I see that the i3 4130 has lower power consumption and better single threaded apps BUT the fx6300 crushes it when multitasking...
fx6300 might be a future proof as most games now are not fully optimized for 2 cores or more? 
do you guys get liquid coolers(like corsair single radiator) even if the pc is in a *ac* room?


----------



## icebags (Jul 13, 2014)

hmmm, those r fk prices, there u get 10% off with some credit card i think (city bank or something i dont remember)

apart from that, u may replace psu with Antec VP450P -2600 as u dont want to o.c. now, but i say get a proper 500w - still, that vp may just be fine though (dont forget to change psu after 5 yrs - their caps go bad, and loose efficiency over time, ripple also increases as a result). 
u may also check local shop for cheaper prices.

strech budget a little 1-2k and i think u will be able to get the gfx + cabby too. 21.3-2.13 = 19.1. so u get 27-19=8k for cabby + gfx.

when browsing epect ~5% cpu load, when watching movies it should not go > 10% for such powerful cpu.

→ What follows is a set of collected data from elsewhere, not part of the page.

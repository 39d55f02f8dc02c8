//! Engine configuration.
//!
//! All stochastic layers are tunable: densities for the two dense event
//! types, the occurrence probability for gull calls, and an optional master
//! seed. Zeroing the densities and the probability leaves only the
//! deterministic swell and ambient layers, which is how the layer-additivity
//! property is tested.

use std::path::Path;

use serde::{Deserialize, Serialize};

use crate::error::Result;

/// Configuration for one soundscape render.
#[derive(Debug, Clone, Serialize, Deserialize, PartialEq)]
#[serde(default)]
pub struct OceanConfig {
    /// Master seed. `None` draws one from OS entropy per render.
    pub seed: Option<u64>,
    /// Average wave breaks per second
    pub break_density: f32,
    /// Average tidal-pool events per second
    pub pool_density: f32,
    /// Probability that any gull calls occur in a render
    pub gull_probability: f32,
}

impl Default for OceanConfig {
    fn default() -> Self {
        Self {
            seed: None,
            break_density: 8.0,
            pool_density: 15.0,
            gull_probability: 0.7,
        }
    }
}

impl OceanConfig {
    /// Default layers with a fixed seed.
    pub fn seeded(seed: u64) -> Self {
        Self {
            seed: Some(seed),
            ..Self::default()
        }
    }

    /// Seeded config with every stochastic layer disabled; the render then
    /// contains only the swell and ambient contributions.
    pub fn deterministic_only(seed: u64) -> Self {
        Self {
            seed: Some(seed),
            break_density: 0.0,
            pool_density: 0.0,
            gull_probability: 0.0,
        }
    }

    /// Load a config from a JSON file.
    pub fn from_json_file(path: &Path) -> Result<Self> {
        let text = std::fs::read_to_string(path)?;
        Ok(serde_json::from_str(&text)?)
    }
}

not all liquid coolers are good. and goods cost something like >5k. normally a 2.5k hyper 212 evo does suffice for most users doing o.c. if stock cooler ever gives u trouble, u may get that, or CM hyper TX (1.4k - but u dont want to o.c. an 8 core proccy with this).


----------



## kARTechnology (Jul 15, 2014)

icebags said:


> hmmm, those r fk prices, there u get 10% off with some credit card i think (city bank or something i dont remember)
> 
> apart from that, u may replace psu with Antec VP450P -2600 as u dont want to o.c. now, but i say get a proper 500w - still, that vp may just be fine though (dont forget to change psu after 5 yrs - their caps go bad, and loose efficiency over time, ripple also increases as a result).
> u may also check local shop for cheaper prices.
> ...



I use only CoD
I want to get a psu that has good quality and life(p.s. should not fail/go to srvice center, i have a puer sinewave inverter so mostly my psu will be OK...currently have a cx430v2 and its great)
local shop ppl say "we will put an order for u sir" with their cmmision on the price!

I have a ac in my room so mostly the pc will be cool...what im asking is wvwn if ppl have ac will the buy a liquid cooling setup?
my max budget is 25k at most...max 30k

mobo any other alternatve other than gigabyte? [lost faith in gigabyte, though used 2 gigabyte boards and 1 still running strongly and 1 was defective on arrival(graphics driver will crash pc and it wont start]


any more suggestions guys?[/B]
I have decided on corsair spec series cabby(approx 4k incl shipping)


----------



## loktar (Jul 15, 2014)

kARTechnology said:


> 21.3k-25k= gpu+cabby?
> 
> fx6300 might be a future proof as most games now are not fully optimized for 2 cores or more?



yes and no. 4th gen i3 support avx2 instruction sets which are going to be supported by more games in future . AMD will introduce similar instruction only in the upcoming excavator architecture.
If you are only looking at the raw power of cpu , then may be , but not for long.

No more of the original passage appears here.